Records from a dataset
◆ ◆ ◆
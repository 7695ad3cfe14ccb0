use crate::adapter::Adapter;
use crate::config::Settings;
use crate::error::{Error, Result};
use crate::logging::Logger;
use crate::project::{MaterializationKind, Strategy};
use chrono::{DateTime, NaiveDateTime, Utc};
use duckdb::{params, Connection, Row};
use sha2::{Digest, Sha256};
use std::fs;
use std::path::{Path, PathBuf};
use std::sync::{Mutex, MutexGuard};

/// Hash recorded for state rebuilt from an existing table with no history.
pub const UNKNOWN_HASH: &str = "unknown";

const STATE_TABLE: &str = "_trex_model_state";
const TIMESTAMP_FORMAT: &str = "%Y-%m-%d %H:%M:%S%.6f";

#[derive(Debug, Clone, PartialEq)]
pub struct ModelState {
    pub model_name: String,
    pub materialization: MaterializationKind,
    pub last_execution_timestamp: Option<DateTime<Utc>>,
    pub sql_hash: String,
    pub config_hash: String,
    pub created_at: DateTime<Utc>,
    pub updated_at: DateTime<Utc>,
    pub last_processed_value: Option<String>,
    pub strategy: Option<Strategy>,
}

impl ModelState {
    /// Reconstructed from table existence alone; the next run must be a full load.
    pub fn is_unknown(&self) -> bool {
        self.sql_hash == UNKNOWN_HASH || self.config_hash == UNKNOWN_HASH
    }
}

/// Format used for every timestamp the store writes, and for watermarks.
pub fn format_timestamp(ts: DateTime<Utc>) -> String {
    ts.format(TIMESTAMP_FORMAT).to_string()
}

fn parse_stored_timestamp(raw: &str) -> Option<DateTime<Utc>> {
    NaiveDateTime::parse_from_str(raw, TIMESTAMP_FORMAT)
        .ok()
        .or_else(|| crate::chunk::parse_timestamp(raw))
        .map(|naive| naive.and_utc())
}

enum Slot {
    Unopened,
    Open(Connection),
    Closed,
}

/// Durable per-model execution state in a DuckDB database.
///
/// The store is opened on first use and held until `close`. It assumes a
/// single writer; concurrent runs against one file must be serialized by the
/// caller.
pub struct StateManager {
    path: PathBuf,
    slot: Mutex<Slot>,
    logger: Logger,
}

impl StateManager {
    /// `path` may be `:memory:` for a throwaway store.
    pub fn new(path: impl Into<PathBuf>, logger: Logger) -> Self {
        StateManager {
            path: path.into(),
            slot: Mutex::new(Slot::Unopened),
            logger: logger.with_category("state"),
        }
    }

    pub fn in_memory(logger: Logger) -> Self {
        Self::new(":memory:", logger)
    }

    pub fn from_settings(settings: &Settings, logger: Logger) -> Self {
        Self::new(&settings.state_path, logger)
    }

    pub fn path(&self) -> &Path {
        &self.path
    }

    fn lock_slot(&self) -> Result<MutexGuard<'_, Slot>> {
        self.slot
            .lock()
            .map_err(|_| Error::State("state store mutex poisoned".into()))
    }

    fn open_connection(&self) -> Result<Connection> {
        let conn = if self.path.as_os_str() == ":memory:" {
            Connection::open_in_memory()?
        } else {
            if let Some(parent) = self.path.parent() {
                if !parent.as_os_str().is_empty() {
                    fs::create_dir_all(parent)?;
                }
            }
            Connection::open(&self.path)?
        };
        conn.execute_batch(&format!(
            "CREATE TABLE IF NOT EXISTS {STATE_TABLE} (\
                model_name VARCHAR PRIMARY KEY,\
                materialization VARCHAR NOT NULL,\
                last_execution_timestamp VARCHAR,\
                sql_hash VARCHAR NOT NULL,\
                config_hash VARCHAR NOT NULL,\
                created_at VARCHAR NOT NULL,\
                updated_at VARCHAR NOT NULL,\
                last_processed_value VARCHAR,\
                strategy VARCHAR\
            );"
        ))?;
        self.logger
            .debug(&format!("opened state store at {}", self.path.display()));
        Ok(conn)
    }

    fn with_conn<T>(&self, f: impl FnOnce(&mut Connection) -> Result<T>) -> Result<T> {
        let mut slot = self.lock_slot()?;
        if matches!(*slot, Slot::Unopened) {
            *slot = Slot::Open(self.open_connection()?);
        }
        match &mut *slot {
            Slot::Open(conn) => f(conn),
            Slot::Closed => Err(Error::State(format!(
                "state store {} is closed",
                self.path.display()
            ))),
            Slot::Unopened => Err(Error::State("state store failed to open".into())),
        }
    }

    /// Release the backing connection. Any later call fails.
    pub fn close(&self) -> Result<()> {
        let mut slot = self.lock_slot()?;
        if let Slot::Open(conn) = std::mem::replace(&mut *slot, Slot::Closed) {
            conn.close().map_err(|(_, e)| Error::Database(e))?;
        }
        Ok(())
    }

    pub fn get_state(&self, name: &str) -> Result<Option<ModelState>> {
        self.with_conn(|conn| {
            let mut stmt = conn.prepare(&format!(
                "SELECT model_name, materialization, last_execution_timestamp, sql_hash, \
                 config_hash, created_at, updated_at, last_processed_value, strategy \
                 FROM {STATE_TABLE} WHERE model_name = ?"
            ))?;
            let mut rows = stmt.query(params![name])?;
            match rows.next()? {
                Some(row) => Ok(Some(state_from_row(row)?)),
                None => Ok(None),
            }
        })
    }

    pub fn list_states(&self) -> Result<Vec<ModelState>> {
        self.with_conn(|conn| {
            let mut stmt = conn.prepare(&format!(
                "SELECT model_name, materialization, last_execution_timestamp, sql_hash, \
                 config_hash, created_at, updated_at, last_processed_value, strategy \
                 FROM {STATE_TABLE} ORDER BY model_name"
            ))?;
            let mut rows = stmt.query([])?;
            let mut states = Vec::new();
            while let Some(row) = rows.next()? {
                states.push(state_from_row(row)?);
            }
            Ok(states)
        })
    }

    /// Upsert the state row for `name`. `created_at` survives updates.
    pub fn save_state(
        &self,
        name: &str,
        kind: MaterializationKind,
        sql_hash: &str,
        config_hash: &str,
        watermark: Option<&str>,
        strategy: Option<Strategy>,
    ) -> Result<()> {
        let now = format_timestamp(Utc::now());
        self.with_conn(|conn| {
            let tx = conn.transaction()?;
            tx.execute(
                &format!(
                    "INSERT INTO {STATE_TABLE} \
                     (model_name, materialization, last_execution_timestamp, sql_hash, config_hash, \
                      created_at, updated_at, last_processed_value, strategy) \
                     VALUES (?, ?, ?, ?, ?, ?, ?, ?, ?) \
                     ON CONFLICT (model_name) DO UPDATE SET \
                     materialization = excluded.materialization, \
                     last_execution_timestamp = excluded.last_execution_timestamp, \
                     sql_hash = excluded.sql_hash, \
                     config_hash = excluded.config_hash, \
                     updated_at = excluded.updated_at, \
                     last_processed_value = excluded.last_processed_value, \
                     strategy = excluded.strategy"
                ),
                params![
                    name,
                    kind.as_str(),
                    now,
                    sql_hash,
                    config_hash,
                    now,
                    now,
                    watermark,
                    strategy.map(|s| s.as_str()),
                ],
            )?;
            tx.commit()?;
            Ok(())
        })?;
        self.logger.debug(&format!(
            "saved state for {name}: kind={}, watermark={}",
            kind.as_str(),
            watermark.unwrap_or("none")
        ));
        Ok(())
    }

    /// Record a new watermark. An unknown model is logged and ignored.
    pub fn update_watermark(&self, name: &str, value: &str, strategy: Option<Strategy>) -> Result<()> {
        let Some(state) = self.get_state(name)? else {
            self.logger.error(&format!(
                "cannot update watermark for unknown model '{name}'; state must be saved first"
            ));
            return Ok(());
        };
        self.save_state(
            name,
            state.materialization,
            &state.sql_hash,
            &state.config_hash,
            Some(value),
            strategy.or(state.strategy),
        )
    }

    pub fn delete_state(&self, name: &str) -> Result<bool> {
        let deleted = self.with_conn(|conn| {
            Ok(conn.execute(
                &format!("DELETE FROM {STATE_TABLE} WHERE model_name = ?"),
                params![name],
            )?)
        })?;
        Ok(deleted > 0)
    }

    pub fn compute_sql_hash(sql: &str) -> String {
        hex::encode(Sha256::digest(sql.as_bytes()))
    }

    /// Digest of `config` after recursive key sorting, so field order never
    /// changes the result.
    pub fn compute_config_hash(config: &serde_json::Value) -> String {
        let mut canonical = String::new();
        write_canonical(config, &mut canonical);
        hex::encode(Sha256::digest(canonical.as_bytes()))
    }

    pub fn check_existence(&self, adapter: &dyn Adapter, name: &str) -> Result<bool> {
        adapter.table_exists(name)
    }

    /// Adopt a destination that exists without recorded history.
    ///
    /// The rebuilt row carries `unknown` hashes, which forces the next run to
    /// do a full load. Returns the existing state untouched when there is one.
    pub fn rebuild_from_database(&self, adapter: &dyn Adapter, name: &str) -> Result<Option<ModelState>> {
        if let Some(existing) = self.get_state(name)? {
            return Ok(Some(existing));
        }
        if !self.check_existence(adapter, name)? {
            return Ok(None);
        }
        self.logger.info(&format!(
            "rebuilding state for {name} from existing {} object",
            adapter.name()
        ));
        self.save_state(
            name,
            MaterializationKind::Unknown,
            UNKNOWN_HASH,
            UNKNOWN_HASH,
            None,
            None,
        )?;
        self.get_state(name)
    }
}

fn write_canonical(value: &serde_json::Value, out: &mut String) {
    match value {
        serde_json::Value::Object(map) => {
            let mut keys: Vec<&String> = map.keys().collect();
            keys.sort();
            out.push('{');
            for (i, key) in keys.iter().enumerate() {
                if i > 0 {
                    out.push(',');
                }
                out.push_str(&serde_json::Value::String((*key).clone()).to_string());
                out.push(':');
                write_canonical(&map[key.as_str()], out);
            }
            out.push('}');
        }
        serde_json::Value::Array(items) => {
            out.push('[');
            for (i, item) in items.iter().enumerate() {
                if i > 0 {
                    out.push(',');
                }
                write_canonical(item, out);
            }
            out.push(']');
        }
        scalar => out.push_str(&scalar.to_string()),
    }
}

fn state_from_row(row: &Row<'_>) -> Result<ModelState> {
    let model_name: String = row.get(0)?;
    let materialization: String = row.get(1)?;
    let last_execution: Option<String> = row.get(2)?;
    let created_at: String = row.get(5)?;
    let updated_at: String = row.get(6)?;
    let strategy: Option<String> = row.get(8)?;

    let stamp = |raw: &str| {
        parse_stored_timestamp(raw).ok_or_else(|| {
            Error::State(format!("invalid timestamp '{raw}' stored for {model_name}"))
        })
    };

    Ok(ModelState {
        materialization: MaterializationKind::parse(&materialization),
        last_execution_timestamp: last_execution.as_deref().and_then(parse_stored_timestamp),
        sql_hash: row.get(3)?,
        config_hash: row.get(4)?,
        created_at: stamp(&created_at)?,
        updated_at: stamp(&updated_at)?,
        last_processed_value: row.get(7)?,
        strategy: strategy.as_deref().and_then(Strategy::parse),
        model_name,
    })
}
◆ ◆ ◆
Task description: Please copy the lines in the records above between the one holding "next run to" and the one holding "pub fn rebuild_from_database(&self, adapter: &dyn", inclusive, exactly and with no other line.

Task solution:
    /// The rebuilt row carries `unknown` hashes, which forces the next run to
    /// do a full load. Returns the existing state untouched when there is one.
    pub fn rebuild_from_database(&self, adapter: &dyn Adapter, name: &str) -> Result<Option<ModelState>> {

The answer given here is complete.